DATASET ENTRIES →
++++++
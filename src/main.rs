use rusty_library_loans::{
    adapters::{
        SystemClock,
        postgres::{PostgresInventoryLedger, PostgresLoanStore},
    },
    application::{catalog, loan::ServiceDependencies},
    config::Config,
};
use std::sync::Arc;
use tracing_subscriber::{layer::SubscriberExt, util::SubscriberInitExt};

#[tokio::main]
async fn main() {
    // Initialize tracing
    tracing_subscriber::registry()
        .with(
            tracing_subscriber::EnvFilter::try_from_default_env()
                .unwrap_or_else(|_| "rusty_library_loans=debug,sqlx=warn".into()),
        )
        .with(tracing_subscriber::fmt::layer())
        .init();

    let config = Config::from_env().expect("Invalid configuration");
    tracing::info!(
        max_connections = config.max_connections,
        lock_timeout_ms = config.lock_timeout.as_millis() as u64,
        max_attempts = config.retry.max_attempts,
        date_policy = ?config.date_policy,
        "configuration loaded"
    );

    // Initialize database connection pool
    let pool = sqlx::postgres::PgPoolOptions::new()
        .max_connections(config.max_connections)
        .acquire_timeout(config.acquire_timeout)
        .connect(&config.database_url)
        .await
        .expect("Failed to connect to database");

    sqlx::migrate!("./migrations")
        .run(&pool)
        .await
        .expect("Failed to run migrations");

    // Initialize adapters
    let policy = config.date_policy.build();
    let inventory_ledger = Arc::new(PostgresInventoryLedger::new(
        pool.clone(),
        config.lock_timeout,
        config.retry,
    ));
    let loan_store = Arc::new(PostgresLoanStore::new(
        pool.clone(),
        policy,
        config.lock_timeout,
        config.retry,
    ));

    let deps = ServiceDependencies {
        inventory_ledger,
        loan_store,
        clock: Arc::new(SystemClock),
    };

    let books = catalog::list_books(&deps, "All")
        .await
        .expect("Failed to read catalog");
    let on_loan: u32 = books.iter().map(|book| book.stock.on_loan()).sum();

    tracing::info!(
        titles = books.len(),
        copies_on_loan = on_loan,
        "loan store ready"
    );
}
++++++
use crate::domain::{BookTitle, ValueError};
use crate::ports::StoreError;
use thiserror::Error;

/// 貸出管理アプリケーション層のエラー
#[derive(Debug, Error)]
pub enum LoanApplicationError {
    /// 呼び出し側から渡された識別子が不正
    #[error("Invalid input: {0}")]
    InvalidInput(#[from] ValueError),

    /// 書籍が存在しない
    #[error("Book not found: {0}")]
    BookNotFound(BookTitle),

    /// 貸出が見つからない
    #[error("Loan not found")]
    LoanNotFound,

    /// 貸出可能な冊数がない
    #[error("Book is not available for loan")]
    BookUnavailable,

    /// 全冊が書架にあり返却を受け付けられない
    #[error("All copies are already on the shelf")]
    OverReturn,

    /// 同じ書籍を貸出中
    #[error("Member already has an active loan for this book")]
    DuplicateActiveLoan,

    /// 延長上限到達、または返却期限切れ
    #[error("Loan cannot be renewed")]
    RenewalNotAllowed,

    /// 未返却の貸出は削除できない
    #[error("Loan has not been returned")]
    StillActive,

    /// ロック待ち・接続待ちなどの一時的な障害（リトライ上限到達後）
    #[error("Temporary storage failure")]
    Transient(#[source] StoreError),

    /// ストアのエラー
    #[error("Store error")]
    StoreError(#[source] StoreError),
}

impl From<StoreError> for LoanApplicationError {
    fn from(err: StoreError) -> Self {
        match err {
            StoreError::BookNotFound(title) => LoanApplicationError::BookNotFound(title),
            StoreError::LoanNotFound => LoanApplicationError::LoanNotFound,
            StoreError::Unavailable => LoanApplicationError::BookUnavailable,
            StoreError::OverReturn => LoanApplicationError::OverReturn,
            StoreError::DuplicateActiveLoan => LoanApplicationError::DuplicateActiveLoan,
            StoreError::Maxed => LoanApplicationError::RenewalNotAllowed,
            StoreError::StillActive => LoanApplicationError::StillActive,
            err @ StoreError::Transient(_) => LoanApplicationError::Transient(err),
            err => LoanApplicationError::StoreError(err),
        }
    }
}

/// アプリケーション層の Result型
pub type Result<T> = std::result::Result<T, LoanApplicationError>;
++++++
WORK REQUEST → Search the entries above for the string "configuration". Copy each line in which it appears.

FINISHED EXERCISE →
    let config = Config::from_env().expect("Invalid configuration");
        "configuration loaded"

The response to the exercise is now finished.